EXERCISE OBJECTIVE -> Would you write out all the records again, exactly?

RECORDS FOR PROCESSING ->
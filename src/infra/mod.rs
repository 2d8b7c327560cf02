// ============================================================
// Layer 6 — Infrastructure Layer
// ============================================================
// Cross-cutting persistence used by several other layers:
//
//   versions.rs        — Timestamped version directories
//                        Creates fresh `<root>/<YYYYMMDDHHMMSS>`
//                        directories and finds the latest one.
//
//   checkpoint.rs      — Model versions
//                        Burn's CompactRecorder for weights, JSON
//                        for the model config, plus a copy of the
//                        transform statistics.
//
//   transform_store.rs — Fitted transform statistics
//                        Written by the transform stage, read by
//                        training and prediction.
//
//   metrics.rs         — Training metrics logging
//                        Per-epoch loss / accuracy rows in a CSV.
//
// Reference: Rust Book §7 (Modules)
//            Burn Book §5 (Checkpointing)

/// Timestamped artifact versions
pub mod versions;

/// Model version saving and loading
pub mod checkpoint;

/// Transform statistics persistence
pub mod transform_store;

/// Training metrics CSV logger
pub mod metrics;
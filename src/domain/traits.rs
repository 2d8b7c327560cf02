// ============================================================
// Layer 3 — Core Traits
// ============================================================
// Seams between the layers:
//
//   RecordSource<T>      anything that yields a whole corpus of
//                        records (raw or transformed)
//                        impl: data::shards::ShardReader
//
//   PlacementClassifier  anything that turns one transformed
//                        record into a placement probability
//                        impl: ml::inferencer::Inferencer
//
// Reference: Rust Book §10 (Traits: Defining Shared Behaviour)

use anyhow::Result;

use crate::domain::record::TransformedRecord;

// ─── RecordSource ─────────────────────────────────────────────────────────────
/// A corpus that can be read in full.
/// Any read or decode failure is returned, never skipped.
pub trait RecordSource<T> {
    fn load_all(&self) -> Result<Vec<T>>;
}

// ─── PlacementClassifier ──────────────────────────────────────────────────────
/// Scores transformed records.
pub trait PlacementClassifier: Send + Sync {
    /// Probability of "Placed" for one record, in [0, 1].
    fn predict_proba(&self, record: &TransformedRecord) -> Result<f32>;
}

EXERCISE RESPONSE ->
filename src/infra/mod.rs
repository 2d8b7c327560cf02
// ============================================================
// Layer 6 — Infrastructure Layer
// ============================================================
// Cross-cutting persistence used by several other layers:
//
//   versions.rs        — Timestamped version directories
//                        Creates fresh `<root>/<YYYYMMDDHHMMSS>`
//                        directories and finds the latest one.
//
//   checkpoint.rs      — Model versions
//                        Burn's CompactRecorder for weights, JSON
//                        for the model config, plus a copy of the
//                        transform statistics.
//
//   transform_store.rs — Fitted transform statistics
//                        Written by the transform stage, read by
//                        training and prediction.
//
//   metrics.rs         — Training metrics logging
//                        Per-epoch loss / accuracy rows in a CSV.
//
// Reference: Rust Book §7 (Modules)
//            Burn Book §5 (Checkpointing)

/// Timestamped artifact versions
pub mod versions;

/// Model version saving and loading
pub mod checkpoint;

/// Transform statistics persistence
pub mod transform_store;

/// Training metrics CSV logger
pub mod metrics;
filename src/domain/traits.rs
repository 2d8b7c327560cf02
// ============================================================
// Layer 3 — Core Traits
// ============================================================
// Seams between the layers:
//
//   RecordSource<T>      anything that yields a whole corpus of
//                        records (raw or transformed)
//                        impl: data::shards::ShardReader
//
//   PlacementClassifier  anything that turns one transformed
//                        record into a placement probability
//                        impl: ml::inferencer::Inferencer
//
// Reference: Rust Book §10 (Traits: Defining Shared Behaviour)

use anyhow::Result;

use crate::domain::record::TransformedRecord;

// ─── RecordSource ─────────────────────────────────────────────────────────────
/// A corpus that can be read in full.
/// Any read or decode failure is returned, never skipped.
pub trait RecordSource<T> {
    fn load_all(&self) -> Result<Vec<T>>;
}

// ─── PlacementClassifier ──────────────────────────────────────────────────────
/// Scores transformed records.
pub trait PlacementClassifier: Send + Sync {
    /// Probability of "Placed" for one record, in [0, 1].
    fn predict_proba(&self, record: &TransformedRecord) -> Result<f32>;
}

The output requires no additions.